:: Exercise objective ::
Where the records below reach the line containing "self.snapshot().store(entity).map(InstanceStore::len)", start transcribing, and end with the line containing "exist, or the", exactly and with nothing else added.

:: Data extract ::
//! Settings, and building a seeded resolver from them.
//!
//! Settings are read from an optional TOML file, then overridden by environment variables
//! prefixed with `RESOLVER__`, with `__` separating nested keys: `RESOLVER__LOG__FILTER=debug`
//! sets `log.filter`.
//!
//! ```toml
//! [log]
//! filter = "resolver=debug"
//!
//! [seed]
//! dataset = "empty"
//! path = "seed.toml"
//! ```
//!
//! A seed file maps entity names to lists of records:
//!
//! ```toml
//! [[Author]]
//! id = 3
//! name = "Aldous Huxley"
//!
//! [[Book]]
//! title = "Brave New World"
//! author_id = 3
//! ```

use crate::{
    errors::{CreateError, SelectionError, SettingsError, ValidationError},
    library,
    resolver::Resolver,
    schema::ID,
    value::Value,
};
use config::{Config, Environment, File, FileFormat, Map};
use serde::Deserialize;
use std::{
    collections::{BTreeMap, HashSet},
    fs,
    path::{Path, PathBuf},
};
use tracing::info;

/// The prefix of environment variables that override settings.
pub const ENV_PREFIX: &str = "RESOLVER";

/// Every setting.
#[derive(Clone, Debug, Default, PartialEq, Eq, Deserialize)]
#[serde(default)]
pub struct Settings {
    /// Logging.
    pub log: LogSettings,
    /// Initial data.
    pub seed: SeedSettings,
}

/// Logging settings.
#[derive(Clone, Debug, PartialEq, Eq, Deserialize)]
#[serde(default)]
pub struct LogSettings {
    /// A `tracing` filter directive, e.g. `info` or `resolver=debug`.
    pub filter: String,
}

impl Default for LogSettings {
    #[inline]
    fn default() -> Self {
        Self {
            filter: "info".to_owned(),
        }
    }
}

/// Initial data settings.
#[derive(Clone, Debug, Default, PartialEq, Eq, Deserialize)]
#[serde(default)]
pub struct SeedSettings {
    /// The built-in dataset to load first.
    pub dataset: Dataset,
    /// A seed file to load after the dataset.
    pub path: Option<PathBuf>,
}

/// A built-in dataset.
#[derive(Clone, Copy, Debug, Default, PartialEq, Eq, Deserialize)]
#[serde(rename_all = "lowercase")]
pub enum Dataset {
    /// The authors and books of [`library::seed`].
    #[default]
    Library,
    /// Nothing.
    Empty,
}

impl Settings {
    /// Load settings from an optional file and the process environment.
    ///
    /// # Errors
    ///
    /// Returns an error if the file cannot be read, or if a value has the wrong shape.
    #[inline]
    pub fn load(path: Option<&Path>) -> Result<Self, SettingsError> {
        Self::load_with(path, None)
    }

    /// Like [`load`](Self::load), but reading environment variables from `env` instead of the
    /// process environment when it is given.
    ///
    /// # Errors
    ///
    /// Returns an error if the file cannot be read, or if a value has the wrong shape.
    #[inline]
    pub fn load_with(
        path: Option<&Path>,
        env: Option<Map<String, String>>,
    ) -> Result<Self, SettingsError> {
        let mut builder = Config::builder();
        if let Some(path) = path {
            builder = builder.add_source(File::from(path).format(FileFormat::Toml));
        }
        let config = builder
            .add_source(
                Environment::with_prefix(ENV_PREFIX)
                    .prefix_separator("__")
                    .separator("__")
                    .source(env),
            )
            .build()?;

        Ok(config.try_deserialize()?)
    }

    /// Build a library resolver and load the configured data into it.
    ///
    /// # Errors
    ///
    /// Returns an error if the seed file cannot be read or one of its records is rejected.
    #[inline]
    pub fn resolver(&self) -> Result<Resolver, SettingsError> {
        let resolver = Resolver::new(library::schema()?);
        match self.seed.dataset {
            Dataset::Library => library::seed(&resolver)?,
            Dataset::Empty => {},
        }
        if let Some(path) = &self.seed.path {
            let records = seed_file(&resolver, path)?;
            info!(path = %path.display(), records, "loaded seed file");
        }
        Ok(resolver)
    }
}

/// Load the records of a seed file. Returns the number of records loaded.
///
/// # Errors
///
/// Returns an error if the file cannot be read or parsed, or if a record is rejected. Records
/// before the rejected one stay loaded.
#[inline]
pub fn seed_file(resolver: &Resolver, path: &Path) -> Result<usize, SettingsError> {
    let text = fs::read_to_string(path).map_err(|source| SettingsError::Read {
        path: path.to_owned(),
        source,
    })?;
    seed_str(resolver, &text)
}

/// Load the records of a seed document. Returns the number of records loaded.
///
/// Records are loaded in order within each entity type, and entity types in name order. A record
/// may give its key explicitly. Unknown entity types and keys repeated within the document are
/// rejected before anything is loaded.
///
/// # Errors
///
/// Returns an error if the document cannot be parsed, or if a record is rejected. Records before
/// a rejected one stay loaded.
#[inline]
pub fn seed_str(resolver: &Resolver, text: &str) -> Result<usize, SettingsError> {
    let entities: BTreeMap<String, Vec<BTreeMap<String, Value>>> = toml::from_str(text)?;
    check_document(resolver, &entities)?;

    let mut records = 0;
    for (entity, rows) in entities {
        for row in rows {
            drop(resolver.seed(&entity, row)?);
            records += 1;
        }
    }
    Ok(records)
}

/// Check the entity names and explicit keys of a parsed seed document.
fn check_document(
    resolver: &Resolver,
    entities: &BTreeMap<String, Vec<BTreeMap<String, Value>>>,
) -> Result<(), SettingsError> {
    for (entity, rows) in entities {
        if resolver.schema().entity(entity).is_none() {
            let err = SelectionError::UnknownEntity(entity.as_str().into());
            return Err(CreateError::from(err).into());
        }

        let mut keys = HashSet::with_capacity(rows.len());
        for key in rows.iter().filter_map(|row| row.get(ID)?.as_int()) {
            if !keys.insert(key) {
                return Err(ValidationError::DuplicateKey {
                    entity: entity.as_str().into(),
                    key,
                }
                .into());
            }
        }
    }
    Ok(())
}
...
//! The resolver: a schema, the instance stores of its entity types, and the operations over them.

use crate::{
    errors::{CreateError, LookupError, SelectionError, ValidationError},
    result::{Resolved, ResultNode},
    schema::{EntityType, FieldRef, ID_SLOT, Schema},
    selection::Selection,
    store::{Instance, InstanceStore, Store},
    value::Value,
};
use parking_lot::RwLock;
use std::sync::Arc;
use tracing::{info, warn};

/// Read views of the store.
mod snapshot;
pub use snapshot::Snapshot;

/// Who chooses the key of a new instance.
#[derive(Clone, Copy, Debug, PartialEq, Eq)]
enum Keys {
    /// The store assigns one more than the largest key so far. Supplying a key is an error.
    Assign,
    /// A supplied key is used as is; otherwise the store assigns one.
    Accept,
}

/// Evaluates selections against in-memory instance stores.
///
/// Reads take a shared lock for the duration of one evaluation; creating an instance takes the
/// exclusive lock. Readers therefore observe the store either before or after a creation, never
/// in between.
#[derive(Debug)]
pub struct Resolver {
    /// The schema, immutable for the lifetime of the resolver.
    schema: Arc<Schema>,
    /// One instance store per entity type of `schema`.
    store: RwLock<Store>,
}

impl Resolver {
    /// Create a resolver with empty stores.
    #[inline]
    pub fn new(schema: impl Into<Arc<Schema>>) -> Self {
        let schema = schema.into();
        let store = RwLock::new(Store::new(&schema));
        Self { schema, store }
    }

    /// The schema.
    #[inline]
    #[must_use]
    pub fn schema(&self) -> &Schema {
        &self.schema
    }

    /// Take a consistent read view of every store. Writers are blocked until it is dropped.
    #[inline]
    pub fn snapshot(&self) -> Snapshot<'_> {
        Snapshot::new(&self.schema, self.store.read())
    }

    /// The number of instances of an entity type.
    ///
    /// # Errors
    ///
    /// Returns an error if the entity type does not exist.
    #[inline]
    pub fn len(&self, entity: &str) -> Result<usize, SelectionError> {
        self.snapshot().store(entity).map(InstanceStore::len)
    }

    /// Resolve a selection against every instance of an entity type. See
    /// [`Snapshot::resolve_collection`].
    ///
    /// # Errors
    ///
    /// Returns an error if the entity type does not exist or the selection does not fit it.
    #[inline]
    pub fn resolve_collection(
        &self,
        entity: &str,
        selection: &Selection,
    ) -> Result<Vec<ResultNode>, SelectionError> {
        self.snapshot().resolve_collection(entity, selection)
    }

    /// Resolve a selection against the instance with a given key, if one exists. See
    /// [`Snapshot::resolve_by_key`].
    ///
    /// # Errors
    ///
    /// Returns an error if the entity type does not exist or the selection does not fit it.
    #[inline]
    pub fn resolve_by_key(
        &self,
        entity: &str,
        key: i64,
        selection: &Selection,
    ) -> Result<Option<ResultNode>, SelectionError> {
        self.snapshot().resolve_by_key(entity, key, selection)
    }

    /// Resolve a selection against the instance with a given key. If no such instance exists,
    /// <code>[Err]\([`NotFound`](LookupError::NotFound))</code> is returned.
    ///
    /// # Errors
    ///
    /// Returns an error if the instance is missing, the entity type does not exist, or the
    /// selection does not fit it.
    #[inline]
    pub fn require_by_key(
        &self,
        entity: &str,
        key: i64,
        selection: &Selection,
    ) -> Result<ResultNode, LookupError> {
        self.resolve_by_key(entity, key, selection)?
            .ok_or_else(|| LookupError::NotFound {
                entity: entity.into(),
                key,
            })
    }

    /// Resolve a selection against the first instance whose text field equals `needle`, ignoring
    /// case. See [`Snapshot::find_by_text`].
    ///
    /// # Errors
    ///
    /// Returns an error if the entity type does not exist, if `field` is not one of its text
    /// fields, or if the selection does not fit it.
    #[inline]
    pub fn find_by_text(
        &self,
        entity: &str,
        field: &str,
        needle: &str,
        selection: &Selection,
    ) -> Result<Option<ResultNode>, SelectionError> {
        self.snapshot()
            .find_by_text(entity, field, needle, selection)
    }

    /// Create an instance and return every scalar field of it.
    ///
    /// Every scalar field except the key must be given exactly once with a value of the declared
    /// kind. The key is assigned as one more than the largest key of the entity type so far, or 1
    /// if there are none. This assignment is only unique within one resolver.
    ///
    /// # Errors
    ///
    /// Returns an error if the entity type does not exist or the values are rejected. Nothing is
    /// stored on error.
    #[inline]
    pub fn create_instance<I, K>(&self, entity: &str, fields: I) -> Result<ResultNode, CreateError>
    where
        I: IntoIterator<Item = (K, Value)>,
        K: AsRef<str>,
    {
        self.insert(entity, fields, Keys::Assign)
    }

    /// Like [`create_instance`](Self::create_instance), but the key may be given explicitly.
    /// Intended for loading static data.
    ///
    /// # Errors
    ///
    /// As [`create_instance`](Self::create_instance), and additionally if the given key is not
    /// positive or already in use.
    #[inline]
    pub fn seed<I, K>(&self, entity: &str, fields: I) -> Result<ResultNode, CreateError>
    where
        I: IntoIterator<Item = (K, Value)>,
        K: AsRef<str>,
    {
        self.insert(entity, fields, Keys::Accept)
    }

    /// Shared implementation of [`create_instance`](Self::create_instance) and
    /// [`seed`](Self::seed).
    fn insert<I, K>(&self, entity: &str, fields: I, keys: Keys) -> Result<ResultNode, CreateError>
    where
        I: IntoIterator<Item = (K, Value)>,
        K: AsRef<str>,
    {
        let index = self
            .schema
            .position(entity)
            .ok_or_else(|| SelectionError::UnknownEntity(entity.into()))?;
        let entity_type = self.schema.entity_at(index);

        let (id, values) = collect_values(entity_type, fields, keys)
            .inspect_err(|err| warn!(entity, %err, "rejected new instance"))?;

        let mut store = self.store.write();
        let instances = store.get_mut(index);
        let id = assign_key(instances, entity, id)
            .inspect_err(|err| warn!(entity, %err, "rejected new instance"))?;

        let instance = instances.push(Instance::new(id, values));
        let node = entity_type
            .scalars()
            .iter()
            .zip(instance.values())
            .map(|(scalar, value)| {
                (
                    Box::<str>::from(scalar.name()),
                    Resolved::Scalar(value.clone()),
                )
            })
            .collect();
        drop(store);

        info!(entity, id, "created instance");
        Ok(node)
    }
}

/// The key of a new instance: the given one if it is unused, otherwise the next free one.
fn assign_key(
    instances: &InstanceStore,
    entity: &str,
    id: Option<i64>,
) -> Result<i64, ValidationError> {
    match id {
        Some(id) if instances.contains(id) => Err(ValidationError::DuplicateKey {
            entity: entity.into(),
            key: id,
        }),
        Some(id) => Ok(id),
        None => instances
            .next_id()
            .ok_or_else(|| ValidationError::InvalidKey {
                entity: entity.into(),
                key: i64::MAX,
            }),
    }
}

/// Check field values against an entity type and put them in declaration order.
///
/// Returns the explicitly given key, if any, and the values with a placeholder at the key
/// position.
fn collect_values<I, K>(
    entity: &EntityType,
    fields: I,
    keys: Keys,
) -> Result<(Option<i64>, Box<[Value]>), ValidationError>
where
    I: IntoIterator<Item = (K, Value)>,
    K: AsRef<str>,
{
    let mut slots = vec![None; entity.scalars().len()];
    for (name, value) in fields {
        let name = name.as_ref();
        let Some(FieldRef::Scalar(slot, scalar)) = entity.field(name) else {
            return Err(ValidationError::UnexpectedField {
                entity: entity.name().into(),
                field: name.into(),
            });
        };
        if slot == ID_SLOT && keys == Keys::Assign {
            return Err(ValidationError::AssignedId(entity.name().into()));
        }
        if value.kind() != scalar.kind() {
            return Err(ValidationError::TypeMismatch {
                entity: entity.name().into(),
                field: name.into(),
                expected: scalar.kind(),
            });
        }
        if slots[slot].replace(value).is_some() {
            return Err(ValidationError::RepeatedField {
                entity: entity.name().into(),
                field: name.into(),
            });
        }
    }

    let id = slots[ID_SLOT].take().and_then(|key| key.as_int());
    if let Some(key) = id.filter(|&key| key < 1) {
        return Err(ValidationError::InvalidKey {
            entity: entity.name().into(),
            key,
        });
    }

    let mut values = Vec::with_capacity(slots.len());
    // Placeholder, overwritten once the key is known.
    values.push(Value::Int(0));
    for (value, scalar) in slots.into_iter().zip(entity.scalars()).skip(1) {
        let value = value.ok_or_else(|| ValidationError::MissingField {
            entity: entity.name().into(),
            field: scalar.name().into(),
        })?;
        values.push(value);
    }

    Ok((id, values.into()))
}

:: Answer to this task ::
        self.snapshot().store(entity).map(InstanceStore::len)
    }

    /// Resolve a selection against every instance of an entity type. See
    /// [`Snapshot::resolve_collection`].
    ///
    /// # Errors
    ///
    /// Returns an error if the entity type does not exist or the selection does not fit it.
    #[inline]
    pub fn resolve_collection(
        &self,
        entity: &str,
        selection: &Selection,
    ) -> Result<Vec<ResultNode>, SelectionError> {
        self.snapshot().resolve_collection(entity, selection)
    }

    /// Resolve a selection against the instance with a given key, if one exists. See
    /// [`Snapshot::resolve_by_key`].
    ///
    /// # Errors
    ///
    /// Returns an error if the entity type does not exist or the selection does not fit it.
    #[inline]
    pub fn resolve_by_key(
        &self,
        entity: &str,
        key: i64,
        selection: &Selection,
    ) -> Result<Option<ResultNode>, SelectionError> {
        self.snapshot().resolve_by_key(entity, key, selection)
    }

    /// Resolve a selection against the instance with a given key. If no such instance exists,
    /// <code>[Err]\([`NotFound`](LookupError::NotFound))</code> is returned.
    ///
    /// # Errors
    ///
    /// Returns an error if the instance is missing, the entity type does not exist, or the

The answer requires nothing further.